Payment is Required at the Time of Service:
Patients who are not covered by health insurance, on a plan that we do not participate with, or if we are not able to verify your coverage, you must pay in full at the time if service. Payment is required at time of service, unless a payment plan has been arranged with our office. Patients who have plans that we do participate with are asked to pay their co-payment, co-insurance, deductibles, or non-covered services at the time of their visit.

Self-Pay: We want to provide uninsured patients with quality and affordable healthcare. Payments must be made in full at the time of service before leaving the office. No further discounts will be given.

Nonpayment: Should your account become 90 days delinquent, you will receive a letter stating that you have 10 days to pay your account in full. Patient payments will not be accepted unless otherwise negotiated with a member of our business office. Please be aware that if a balance remains unpaid, we will refer your account to a collection agency. The patient or guarantor will be responsible for all costs of collection including attorney fees, collection fees and contingent fees to collection agencies of not less than 35 percent. The contingency fees will be added and collected by the collection agency immediately upon our referral of your account to the collection agency of our choice.
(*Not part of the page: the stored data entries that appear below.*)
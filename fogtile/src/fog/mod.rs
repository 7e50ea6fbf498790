//! Fog engine collaborator seam.
//!
//! The geospatial fog-state engine ("FogMap") stores exploration history
//! and answers pixel/tile queries. It is an external collaborator: this
//! crate consumes it through the [`FogSource`] trait and never
//! reimplements it.
//!
//! Ingestion runs once, during worker initialization, while the source is
//! still exclusively owned; afterwards the source is shared behind an
//! `Arc` and only the read-only query methods are called.

use crate::coord::MercatorPoint;
use std::future::Future;
use thiserror::Error;

/// Errors surfaced by the fog engine.
///
/// None of these are fatal to the host: a failed bounding-box query
/// degrades the overlay to fully fogged, a failed tile render rejects
/// that one tile request.
#[derive(Debug, Clone, Error)]
pub enum FogError {
    /// A data file could not be decoded into exploration state
    #[error("failed to ingest {name}: {message}")]
    Ingest { name: String, message: String },

    /// A bundled archive could not be unpacked
    #[error("failed to ingest archive: {0}")]
    IngestArchive(String),

    /// The bounding-box pixel query failed
    #[error("bounding-box query failed: {0}")]
    Query(String),

    /// The engine rejected a tile render request
    #[error("tile render failed for ({x}, {y}) at zoom {zoom}: {message}")]
    Render {
        x: i64,
        y: i64,
        zoom: i16,
        message: String,
    },
}

/// The exploration-state engine consumed by the overlay and interceptor.
///
/// Implementations must be thread-safe (`Send + Sync`): once initialized,
/// a single instance is shared by all concurrent tile-fetch handlers.
pub trait FogSource: Send + Sync {
    /// Feed one raw exploration-history file into the engine.
    ///
    /// Called repeatedly during initialization. A failure here must not
    /// stop the caller from ingesting the remaining files.
    fn ingest_file(&mut self, name: &str, data: Vec<u8>) -> Result<(), FogError>;

    /// Feed a bundled archive of exploration-history files into the engine.
    fn ingest_archive(&mut self, data: Vec<u8>) -> Result<(), FogError>;

    /// Flat sequence of explored points inside the given mercator bounds.
    ///
    /// Returns interleaved x/y pairs in projected pixel space. Called once
    /// per overlay frame; the result is ephemeral and never cached.
    fn bounding_box_pixels(
        &self,
        south_west: MercatorPoint,
        north_east: MercatorPoint,
    ) -> Result<Vec<f32>, FogError>;

    /// Render one tile's fog image as a raw RGBA pixel buffer.
    ///
    /// The buffer is `size * size * 4` bytes for the engine's configured
    /// tile size; the synthesizer validates the length against its own.
    fn render_tile(
        &self,
        tile_x: i64,
        tile_y: i64,
        zoom: i16,
    ) -> impl Future<Output = Result<Vec<u8>, FogError>> + Send;
}

#[cfg(test)]
pub mod tests {
    use super::*;
    use std::sync::atomic::{AtomicUsize, Ordering};

    /// Deterministic in-memory fog source for tests.
    ///
    /// Returns a fixed pixel set and a fixed-color tile buffer, and counts
    /// how often each entry point ran.
    pub struct FixtureFogSource {
        pub pixels: Vec<f32>,
        pub tile_size: u32,
        pub fail_queries: bool,
        pub fail_renders: bool,
        pub ingested: Vec<String>,
        pub render_calls: AtomicUsize,
    }

    impl FixtureFogSource {
        pub fn new(pixels: Vec<f32>, tile_size: u32) -> Self {
            Self {
                pixels,
                tile_size,
                fail_queries: false,
                fail_renders: false,
                ingested: Vec::new(),
                render_calls: AtomicUsize::new(0),
            }
        }
    }

    impl FogSource for FixtureFogSource {
        fn ingest_file(&mut self, name: &str, _data: Vec<u8>) -> Result<(), FogError> {
            if name.starts_with("bad-") {
                return Err(FogError::Ingest {
                    name: name.to_string(),
                    message: "fixture rejects bad- files".to_string(),
                });
            }
            self.ingested.push(name.to_string());
            Ok(())
        }

        fn ingest_archive(&mut self, _data: Vec<u8>) -> Result<(), FogError> {
            self.ingested.push("<archive>".to_string());
            Ok(())
        }

        fn bounding_box_pixels(
            &self,
            _south_west: MercatorPoint,
            _north_east: MercatorPoint,
        ) -> Result<Vec<f32>, FogError> {
            if self.fail_queries {
                return Err(FogError::Query("fixture query failure".to_string()));
            }
            Ok(self.pixels.clone())
        }

        async fn render_tile(&self, x: i64, y: i64, zoom: i16) -> Result<Vec<u8>, FogError> {
            self.render_calls.fetch_add(1, Ordering::SeqCst);
            if self.fail_renders {
                return Err(FogError::Render {
                    x,
                    y,
                    zoom,
                    message: "fixture render failure".to_string(),
                });
            }
            // Opaque mid-gray, stable across calls.
            let len = (self.tile_size * self.tile_size * 4) as usize;
            let mut buf = vec![0u8; len];
            for px in buf.chunks_exact_mut(4) {
                px.copy_from_slice(&[128, 128, 128, 255]);
            }
            Ok(buf)
        }
    }
}

#[cfg(test)]
pub use tests::FixtureFogSource;
//! Logging infrastructure.
//!
//! Structured tracing output to a session log file and stdout. The
//! filter honors `RUST_LOG` and defaults to `info`. The log file is
//! cleared at session start so each run reads from the top.

use std::fs;
use std::io;
use std::path::Path;
use tracing_appender::non_blocking::WorkerGuard;
use tracing_subscriber::layer::SubscriberExt;
use tracing_subscriber::util::SubscriberInitExt;
use tracing_subscriber::EnvFilter;

/// Keeps the non-blocking file writer alive.
///
/// Dropping the guard flushes and closes the log file.
pub struct LoggingGuard {
    _file_guard: WorkerGuard,
}

/// Default log directory.
pub fn default_log_dir() -> &'static str {
    "logs"
}

/// Default log file name.
pub fn default_log_file() -> &'static str {
    "fogtile.log"
}

/// Initialize the logging stack: file layer plus stdout layer.
///
/// # Errors
///
/// Returns an error if the log directory cannot be created or the
/// previous log file cannot be truncated.
pub fn init_logging(log_dir: &str, log_file: &str) -> Result<LoggingGuard, io::Error> {
    fs::create_dir_all(log_dir)?;
    fs::write(Path::new(log_dir).join(log_file), "")?;

    let file_appender = tracing_appender::rolling::never(log_dir, log_file);
    let (non_blocking_file, file_guard) = tracing_appender::non_blocking(file_appender);

    let file_layer = tracing_subscriber::fmt::layer()
        .with_writer(non_blocking_file)
        .with_ansi(false)
        .compact();

    let stdout_layer = tracing_subscriber::fmt::layer()
        .with_writer(io::stdout)
        .with_ansi(true)
        .compact();

    let env_filter = EnvFilter::try_from_default_env().unwrap_or_else(|_| EnvFilter::new("info"));

    // A second call in the same process keeps the first subscriber.
    let _ = tracing_subscriber::registry()
        .with(env_filter)
        .with(file_layer)
        .with(stdout_layer)
        .try_init();

    Ok(LoggingGuard {
        _file_guard: file_guard,
    })
}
Third Party Billing: we do not do any third party billing, follow-up or related activity. If a third party may be involved, it will be the patient’s responsibility to seek reimbursement. Patients involved with a third party payer will be expected to provide health insurance or if uninsured, will fall under the self-pay guidelines.

Our practice is committed to providing the best treatment to our patients. Our prices are representative of the usual and customary charges for our area. For returned checks, you will be charged a $40 return fee.
Thank you for understanding our financial policy. Please let us know if you have any questions.

I have read and understand the financial policy and agree to abide by its guidelines.